CMAK icon indicating copy to clipboard operation
CMAK copied to clipboard

Any examples of using CMAK with Prometheus + Grafana to monitor consumer lag?

Open rja1 opened this issue 2 years ago • 8 comments

I'd like to feed this data into Grafana: https://some_server.com/api/status/some_cluster/consumersSummary.

Anyone have experience/examples of doing this with CMAK?

Thanks

rja1 avatar Nov 03 '22 17:11 rja1

你可以尝试通过,消息挤压来推算

one-two-my-gad avatar Nov 04 '22 12:11 one-two-my-gad

Hey @rja1, I am a little late here maybe but why don't you just use the JMX-Export directly from Kafka to feed it into your prometheus/grafana?

janengelmohr avatar Dec 21 '22 08:12 janengelmohr

Good question @engelmohr, but jmx-exporter doesn't provide consumer offset data. I would have just used Kafka-exporter, but it doesn't support SASL_PLAINTEXT, which is what our clusters use for auth. I could have hit the kafka-ui api. It's not ideal though, because you have to make an api call for each consumer. Additionally, it can't connect to one of our legacy 0.10.2.0 clusters (unsupported version).

In the end, I wrote a python script to hit the CMAK api in a single call, store the offset data into a mysql database, where it can be mapped as a datasource in Grafana. Works great, but feels like a little bit like a hack

rja1 avatar Dec 21 '22 15:12 rja1

Kafka-exporter, but it doesn't support SASL_PLAINTEXT

JMX Exporter on the consumer clients is what you would need for lag. This is external from any auth settings.

You could also use Burrow to monitor lag for non-JVM clients.

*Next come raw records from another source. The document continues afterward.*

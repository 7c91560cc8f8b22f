//! Error types for script evaluation.
//!
//! Every failure in the core is an `EvalError`. Its `kind` is a structured
//! `EvalErrorKind`; `message` is the kind's `Display` output unless a factory
//! overrides it.
//!
//! # Categories
//!
//! Kinds group into the coarse categories hosts switch on
//! (`EvalError::category()`): type, arithmetic, syntax, unknown pattern,
//! function, duplicate definition, not found and evaluator errors.
//!
//! Factory functions (e.g. `not_numeric()`) are the public API for building
//! errors; they are `#[cold]` because every call site is an error path.

use crate::value::DataValue;
use std::fmt;
use tally_ir::Span;

/// Result of evaluation.
pub type EvalResult = Result<DataValue, EvalError>;

/// Coarse error category.
#[derive(Copy, Clone, Debug, PartialEq, Eq, Hash)]
pub enum ErrorCategory {
    /// Invalid cross-variant coercion or arithmetic.
    Type,
    /// Integer arithmetic failures.
    Arithmetic,
    /// The front end rejected the text.
    Syntax,
    /// No dice matched, or a dice template is malformed.
    UnknownPattern,
    /// A function or extension call failed.
    Function,
    /// A registration collided with an existing name.
    DuplicateDefinition,
    /// Read of an unset variable, property or roll.
    NotFound,
    /// Misuse of the evaluator entry point.
    Evaluator,
}

/// Typed error kind.
#[derive(Clone, Debug, PartialEq, Eq)]
pub enum EvalErrorKind {
    // Type
    NotNumeric {
        type_name: String,
    },
    NotDictionary {
        type_name: String,
    },
    UnknownDataType {
        name: String,
    },
    UnknownPermission {
        name: String,
    },

    // Arithmetic
    DivisionByZero,
    ModuloByZero,
    IntegerOverflow {
        operation: String,
    },
    StringTooLong {
        length: usize,
        limit: usize,
    },
    EmptyRandomRange {
        min: i64,
        less_than: i64,
    },

    // Syntax
    Syntax {
        message: String,
    },

    // Dice
    UnknownDicePattern {
        notation: String,
    },
    InvalidDicePattern {
        template: String,
        reason: String,
    },
    InvalidDieSides {
        sides: i64,
    },
    TooManyDice {
        number: i64,
        limit: i64,
    },

    // Function
    FunctionFailed {
        name: String,
        message: String,
    },
    UndefinedFunction {
        name: String,
    },
    ArityMismatch {
        name: String,
        expected: usize,
        got: usize,
    },
    PermissionDenied {
        name: String,
        required: String,
    },
    InvalidDefinition {
        name: String,
        reason: String,
    },

    // Registry
    DuplicateFunction {
        name: String,
    },
    BuiltinFunctionShadowed {
        name: String,
    },
    DuplicateDice {
        name: String,
    },

    // Lookup
    UndefinedVariable {
        name: String,
    },
    UndefinedProperty {
        name: String,
    },
    UndefinedRoll {
        name: String,
    },

    // Evaluator
    NoMoreFragments,
    EmptyScript,

    /// Catch-all for errors raised by extension code with a free-form message.
    Custom {
        message: String,
    },
}

impl EvalErrorKind {
    pub fn category(&self) -> ErrorCategory {
        match self {
            Self::NotNumeric { .. }
            | Self::NotDictionary { .. }
            | Self::UnknownDataType { .. }
            | Self::UnknownPermission { .. } => ErrorCategory::Type,
            Self::DivisionByZero
            | Self::ModuloByZero
            | Self::IntegerOverflow { .. }
            | Self::StringTooLong { .. }
            | Self::EmptyRandomRange { .. } => ErrorCategory::Arithmetic,
            Self::Syntax { .. } => ErrorCategory::Syntax,
            Self::UnknownDicePattern { .. }
            | Self::InvalidDicePattern { .. }
            | Self::InvalidDieSides { .. }
            | Self::TooManyDice { .. } => ErrorCategory::UnknownPattern,
            Self::FunctionFailed { .. }
            | Self::UndefinedFunction { .. }
            | Self::ArityMismatch { .. }
            | Self::PermissionDenied { .. }
            | Self::InvalidDefinition { .. } => ErrorCategory::Function,
            Self::DuplicateFunction { .. }
            | Self::BuiltinFunctionShadowed { .. }
            | Self::DuplicateDice { .. } => ErrorCategory::DuplicateDefinition,
            Self::UndefinedVariable { .. }
            | Self::UndefinedProperty { .. }
            | Self::UndefinedRoll { .. } => ErrorCategory::NotFound,
            Self::NoMoreFragments | Self::EmptyScript | Self::Custom { .. } => {
                ErrorCategory::Evaluator
            }
        }
    }
}

impl fmt::Display for EvalErrorKind {
    fn fmt(&self, f: &mut fmt::Formatter<'_>) -> fmt::Result {
        match self {
            // Type
            Self::NotNumeric { type_name } => {
                write!(f, "cannot convert {type_name} to a numeric value")
            }
            Self::NotDictionary { type_name } => {
                write!(f, "cannot convert a {type_name} value to a dictionary")
            }
            Self::UnknownDataType { name } => write!(f, "unknown data type: {name}"),
            Self::UnknownPermission { name } => write!(f, "unknown permission level: {name}"),

            // Arithmetic
            Self::DivisionByZero => write!(f, "division by zero"),
            Self::ModuloByZero => write!(f, "remainder by zero"),
            Self::IntegerOverflow { operation } => {
                write!(f, "integer overflow in {operation}")
            }
            Self::StringTooLong { length, limit } => {
                write!(f, "string of {length} bytes exceeds the limit of {limit}")
            }
            Self::EmptyRandomRange { min, less_than } => {
                write!(f, "empty random range: {min} to {less_than} (exclusive)")
            }

            // Syntax
            Self::Syntax { message } => write!(f, "syntax error: {message}"),

            // Dice
            Self::UnknownDicePattern { notation } => {
                write!(f, "unknown dice pattern {notation}")
            }
            Self::InvalidDicePattern { template, reason } => {
                write!(f, "invalid dice pattern `{template}`: {reason}")
            }
            Self::InvalidDieSides { sides } => {
                write!(f, "a die must have at least one side, got {sides}")
            }
            Self::TooManyDice { number, limit } => {
                write!(f, "cannot roll {number} dice at once (limit: {limit})")
            }

            // Function
            Self::FunctionFailed { name, message } => write!(f, "{name} failed: {message}"),
            Self::UndefinedFunction { name } => write!(f, "undefined function: {name}"),
            Self::ArityMismatch {
                name,
                expected,
                got,
            } => {
                let arg_word = if *expected == 1 {
                    "argument"
                } else {
                    "arguments"
                };
                write!(f, "{name} expects {expected} {arg_word}, got {got}")
            }
            Self::PermissionDenied { name, required } => {
                write!(f, "{name} requires {required} permission")
            }
            Self::InvalidDefinition { name, reason } => {
                write!(f, "invalid definition of {name}: {reason}")
            }

            // Registry
            Self::DuplicateFunction { name } => {
                write!(f, "function has already been defined: {name}")
            }
            Self::BuiltinFunctionShadowed { name } => {
                write!(f, "cannot redefine built-in function: {name}")
            }
            Self::DuplicateDice { name } => write!(f, "dice has already been defined: {name}"),

            // Lookup
            Self::UndefinedVariable { name } => write!(f, "undefined variable: ${name}"),
            Self::UndefinedProperty { name } => write!(f, "undefined property: @{name}"),
            Self::UndefinedRoll { name } => write!(f, "undefined roll: #{name}"),

            // Evaluator
            Self::NoMoreFragments => write!(f, "no script fragments left to evaluate"),
            Self::EmptyScript => write!(f, "no text to parse"),

            Self::Custom { message } => write!(f, "{message}"),
        }
    }
}

/// Additional context attached to an error.
#[derive(Clone, Debug, PartialEq, Eq)]
pub struct EvalNote {
    pub message: String,
}

impl EvalNote {
    pub fn new(message: impl Into<String>) -> Self {
        Self {
            message: message.into(),
        }
    }
}

/// Evaluation error.
#[derive(Clone, Debug, PartialEq, Eq)]
pub struct EvalError {
    /// Structured error category.
    pub kind: EvalErrorKind,
    /// Human-readable message, as shown to script authors.
    pub message: String,
    /// Source location where the error occurred.
    pub span: Option<Span>,
    /// Secondary context, innermost first.
    pub notes: Vec<EvalNote>,
}

impl EvalError {
    /// Create an error with a free-form message (`Custom` kind).
    ///
    /// Extension callables use this to report their own failures.
    pub fn new(message: impl Into<String>) -> Self {
        let message = message.into();
        Self {
            kind: EvalErrorKind::Custom {
                message: message.clone(),
            },
            message,
            span: None,
            notes: Vec::new(),
        }
    }

    fn from_kind(kind: EvalErrorKind) -> Self {
        let message = kind.to_string();
        Self {
            kind,
            message,
            span: None,
            notes: Vec::new(),
        }
    }

    pub fn category(&self) -> ErrorCategory {
        self.kind.category()
    }

    /// Attach a source span unless one is already set.
    ///
    /// Errors bubble up through enclosing nodes; the innermost span wins.
    #[must_use]
    pub fn with_span(mut self, span: Span) -> Self {
        if self.span.is_none() {
            self.span = Some(span);
        }
        self
    }

    #[must_use]
    pub fn with_note(mut self, note: EvalNote) -> Self {
        self.notes.push(note);
        self
    }
}

impl fmt::Display for EvalError {
    fn fmt(&self, f: &mut fmt::Formatter<'_>) -> fmt::Result {
        write!(f, "{}", self.message)?;
        for note in &self.notes {
            write!(f, "\n  note: {}", note.message)?;
        }
        Ok(())
    }
}

impl std::error::Error for EvalError {}

// Type Errors

/// An arithmetic operand could not be read as a number.
#[cold]
pub fn not_numeric(type_name: &str) -> EvalError {
    EvalError::from_kind(EvalErrorKind::NotNumeric {
        type_name: type_name.to_string(),
    })
}

/// A value could not be viewed as a dictionary.
#[cold]
pub fn not_dictionary(type_name: &str) -> EvalError {
    EvalError::from_kind(EvalErrorKind::NotDictionary {
        type_name: type_name.to_string(),
    })
}

#[cold]
pub fn unknown_data_type(name: &str) -> EvalError {
    EvalError::from_kind(EvalErrorKind::UnknownDataType {
        name: name.to_string(),
    })
}

#[cold]
pub fn unknown_permission(name: &str) -> EvalError {
    EvalError::from_kind(EvalErrorKind::UnknownPermission {
        name: name.to_string(),
    })
}

// Arithmetic Errors

#[cold]
pub fn division_by_zero() -> EvalError {
    EvalError::from_kind(EvalErrorKind::DivisionByZero)
}

#[cold]
pub fn modulo_by_zero() -> EvalError {
    EvalError::from_kind(EvalErrorKind::ModuloByZero)
}

#[cold]
pub fn string_too_long(length: usize, limit: usize) -> EvalError {
    EvalError::from_kind(EvalErrorKind::StringTooLong { length, limit })
}

#[cold]
pub fn integer_overflow(operation: &str) -> EvalError {
    EvalError::from_kind(EvalErrorKind::IntegerOverflow {
        operation: operation.to_string(),
    })
}

#[cold]
pub fn empty_random_range(min: i64, less_than: i64) -> EvalError {
    EvalError::from_kind(EvalErrorKind::EmptyRandomRange { min, less_than })
}

// Syntax Errors

/// Wrap a front-end failure. The span points into the fragment's text.
#[cold]
pub fn syntax_error(message: impl Into<String>, span: Span) -> EvalError {
    EvalError::from_kind(EvalErrorKind::Syntax {
        message: message.into(),
    })
    .with_span(span)
}

// Dice Errors

#[cold]
pub fn unknown_dice_pattern(notation: &str) -> EvalError {
    EvalError::from_kind(EvalErrorKind::UnknownDicePattern {
        notation: notation.to_string(),
    })
}

#[cold]
pub fn invalid_dice_pattern(template: &str, reason: impl Into<String>) -> EvalError {
    EvalError::from_kind(EvalErrorKind::InvalidDicePattern {
        template: template.to_string(),
        reason: reason.into(),
    })
}

#[cold]
pub fn invalid_die_sides(sides: i64) -> EvalError {
    EvalError::from_kind(EvalErrorKind::InvalidDieSides { sides })
}

#[cold]
pub fn too_many_dice(number: i64, limit: i64) -> EvalError {
    EvalError::from_kind(EvalErrorKind::TooManyDice { number, limit })
}

// Function Errors

/// An extension function or dice failed internally.
///
/// The callee's own message is kept; its notes carry over.
#[cold]
pub fn function_failed(name: &str, cause: EvalError) -> EvalError {
    let mut error = EvalError::from_kind(EvalErrorKind::FunctionFailed {
        name: name.to_string(),
        message: cause.message,
    });
    error.span = cause.span;
    error.notes = cause.notes;
    error
}

#[cold]
pub fn undefined_function(name: &str) -> EvalError {
    EvalError::from_kind(EvalErrorKind::UndefinedFunction {
        name: name.to_string(),
    })
}

#[cold]
pub fn wrong_arg_count(name: &str, expected: usize, got: usize) -> EvalError {
    EvalError::from_kind(EvalErrorKind::ArityMismatch {
        name: name.to_string(),
        expected,
        got,
    })
}

#[cold]
pub fn permission_denied(name: &str, required: &str) -> EvalError {
    EvalError::from_kind(EvalErrorKind::PermissionDenied {
        name: name.to_string(),
        required: required.to_string(),
    })
}

#[cold]
pub fn invalid_definition(name: &str, reason: impl Into<String>) -> EvalError {
    EvalError::from_kind(EvalErrorKind::InvalidDefinition {
        name: name.to_string(),
        reason: reason.into(),
    })
}

// Registry Errors

#[cold]
pub fn duplicate_function(name: &str) -> EvalError {
    EvalError::from_kind(EvalErrorKind::DuplicateFunction {
        name: name.to_string(),
    })
}

#[cold]
pub fn builtin_function_shadowed(name: &str) -> EvalError {
    EvalError::from_kind(EvalErrorKind::BuiltinFunctionShadowed {
        name: name.to_string(),
    })
}

#[cold]
pub fn duplicate_dice(name: &str) -> EvalError {
    EvalError::from_kind(EvalErrorKind::DuplicateDice {
        name: name.to_string(),
    })
}

// Lookup Errors

#[cold]
pub fn undefined_variable(name: &str) -> EvalError {
    EvalError::from_kind(EvalErrorKind::UndefinedVariable {
        name: name.to_string(),
    })
}

#[cold]
pub fn undefined_property(name: &str) -> EvalError {
    EvalError::from_kind(EvalErrorKind::UndefinedProperty {
        name: name.to_string(),
    })
}

#[cold]
pub fn undefined_roll(name: &str) -> EvalError {
    EvalError::from_kind(EvalErrorKind::UndefinedRoll {
        name: name.to_string(),
    })
}

// Evaluator Errors

#[cold]
pub fn no_more_fragments() -> EvalError {
    EvalError::from_kind(EvalErrorKind::NoMoreFragments)
}

#[cold]
pub fn empty_script() -> EvalError {
    EvalError::from_kind(EvalErrorKind::EmptyScript)
}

OneCricketeer avatar Mar 22 '23 15:03 OneCricketeer

Thanks @OneCricketeer. As I recall, JMX doesn't expose lag data and Burrow doesn't support SASL_PLAINTEXT

rja1 avatar Mar 22 '23 16:03 rja1

Consumer JMX does have lag; not the broker/producer JMX.

I don't use Burrow, but I'd be very surprised if they did not... It uses Sarama, which does support it, to read directly from the offsets topic

OneCricketeer avatar Mar 22 '23 16:03 OneCricketeer

Gotcha. I actually ended up just writing a Python hack to slap the CMAK api, pulling the lag data by group and persist it to a mysql backend. I then tied it into grafana. Works great, but it's a little kludgy. Anyway, thanks for your replies. I'll check out Burrow again for fun

rja1 avatar Mar 22 '23 17:03 rja1

I took a look at Burrow myself, and seems there is an open PR for SASL PLAINTEXT, so you were right.

OneCricketeer avatar Mar 22 '23 19:03 OneCricketeer